If the servers have been taken off a network there is NO WAY Healer can put them on a network himself from random computer. Networks don't work that way.
Apparently Moon Sik wire tapping his wife's cell phone is the point where my partner's disbelief gets hauled back to earth. I just got an unexpected rant about how that wouldn't have been possible at the time.
However, plugging a cell phone into a desktop computer to hack it is possible if the cell phone is set up as a boot device and you start up the PC with the BIOS set to first go to a USB device for start up.
Which, if the cop has his PC set up like that regularly, makes him the worst cybersecurity cop ever. It's asking to get hacked.
Oooh - I'm working on my review of "When the Stars Gossip" - my take on the impossible tech there is different.
You're right about "Memories of the Alhambra" being sci-fi/fantasy, so you can be forgiving, but "Healer" being somewhat realistic and so their tech missteps didn't sit as well. (Although, Ahjumma is my favorite hacker ever!)
But "When the Stars Gossip" is in a class of its own for reasons I'm trying to define and so the impossibilities didn't bother me at all there.

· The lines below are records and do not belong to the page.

//! Decoded PSS event model.
//!
//! A [`DecodedEvent`] is produced once per datagram by the frame decoder and
//! then fanned out to every downstream consumer (aggregator, event log,
//! dispatcher).  It is immutable after construction: consumers either copy
//! fields into their own state or store the whole value.

use std::fmt;
use std::time::SystemTime;

use serde::{Deserialize, Serialize};
use uuid::Uuid;

/// The competitor (or official) a PSS event refers to.
#[derive(Debug, Clone, Copy, PartialEq, Eq, Hash, Serialize, Deserialize)]
#[serde(rename_all = "lowercase")]
pub enum Athlete {
    Blue,
    Red,
    /// Events not tied to a corner (clock, round, referee challenges).
    Referee,
}

impl fmt::Display for Athlete {
    fn fmt(&self, f: &mut fmt::Formatter<'_>) -> fmt::Result {
        match self {
            Athlete::Blue => write!(f, "blue"),
            Athlete::Red => write!(f, "red"),
            Athlete::Referee => write!(f, "referee"),
        }
    }
}

/// The category of a decoded PSS event.
#[derive(Debug, Clone, Copy, PartialEq, Eq, Hash, Serialize, Deserialize)]
#[serde(rename_all = "kebab-case")]
pub enum EventKind {
    /// A scored point for one athlete.
    Point,
    /// A penalty (gam-jeom) against one athlete.
    Warning,
    /// A video-review challenge raised by a coach or the referee.
    Challenge,
    /// A match clock update.
    Clock,
    /// A round change.
    Round,
    /// An impact-sensor reading that did not necessarily score.
    HitLevel,
}

impl EventKind {
    /// Every kind the decoder can produce, in a stable order.
    ///
    /// The presentation layer uses this to populate trigger configuration
    /// drop-downs, so the order is part of the UI contract.
    pub const ALL: [EventKind; 6] = [
        EventKind::Point,
        EventKind::Warning,
        EventKind::Challenge,
        EventKind::Clock,
        EventKind::Round,
        EventKind::HitLevel,
    ];
}

impl fmt::Display for EventKind {
    fn fmt(&self, f: &mut fmt::Formatter<'_>) -> fmt::Result {
        let s = match self {
            EventKind::Point => "point",
            EventKind::Warning => "warning",
            EventKind::Challenge => "challenge",
            EventKind::Clock => "clock",
            EventKind::Round => "round",
            EventKind::HitLevel => "hit-level",
        };
        write!(f, "{s}")
    }
}

/// One decoded PSS event, stamped with its arrival time.
#[derive(Debug, Clone, PartialEq, Serialize, Deserialize)]
pub struct DecodedEvent {
    /// Unique id assigned at decode time.
    pub id: Uuid,
    /// Event category.
    pub kind: EventKind,
    /// The event key exactly as it appeared on the wire (e.g. `point-blue`).
    pub code: String,
    /// Which corner the event belongs to.
    pub athlete: Athlete,
    /// Round number carried by `round` events; 0 otherwise.
    pub round: u32,
    /// Clock string carried by `clock` events (`m:ss`); empty otherwise.
    pub clock_time: String,
    /// Impact level carried by `hit-level` events, when the sensor token
    /// parsed; `None` otherwise.
    pub hit_level: Option<u32>,
    /// When the datagram was received.
    pub arrival: SystemTime,
    /// The raw frame the event was decoded from, kept for audit display.
    pub raw: String,
    /// Human-readable summary for the event log.
    pub description: String,
}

@commonst @joakimfors @Chrissy
I'm right there with you - although I wish I would have found #kDrama earlier.
When I got my 1st job in tech, in 1987, the company had 104 systems engineers. The only other woman was a feisty blonde with a blackbelt - I really admired her.
A lot of people complained about the end & some of the characters' commitments to relationships.
I had a different take on those things than most and I thought the ending perfect.
That's why the review is taking me longer to write - trying not to be spoilery, but to convey the meaning I thought the drama had is very difficult!
I think a lot of people thought it was a political statement for anti-abortion.
I thought that it was all about abandonment. The end brings home the profound effect feeling abandoned can have on your decisions. Both leads were abandoned, one purposely, one accidentally, however, they both came to value life so highly that they worked in fields where they could help save lives.
When their whole identity is wrapped up in valuing life & their own emotions of abandonment come in, there is no other choice for them to make.
I think I'm going to rewatch the end again before I finish up my review to see if I can say this in a way that won't be spoilery.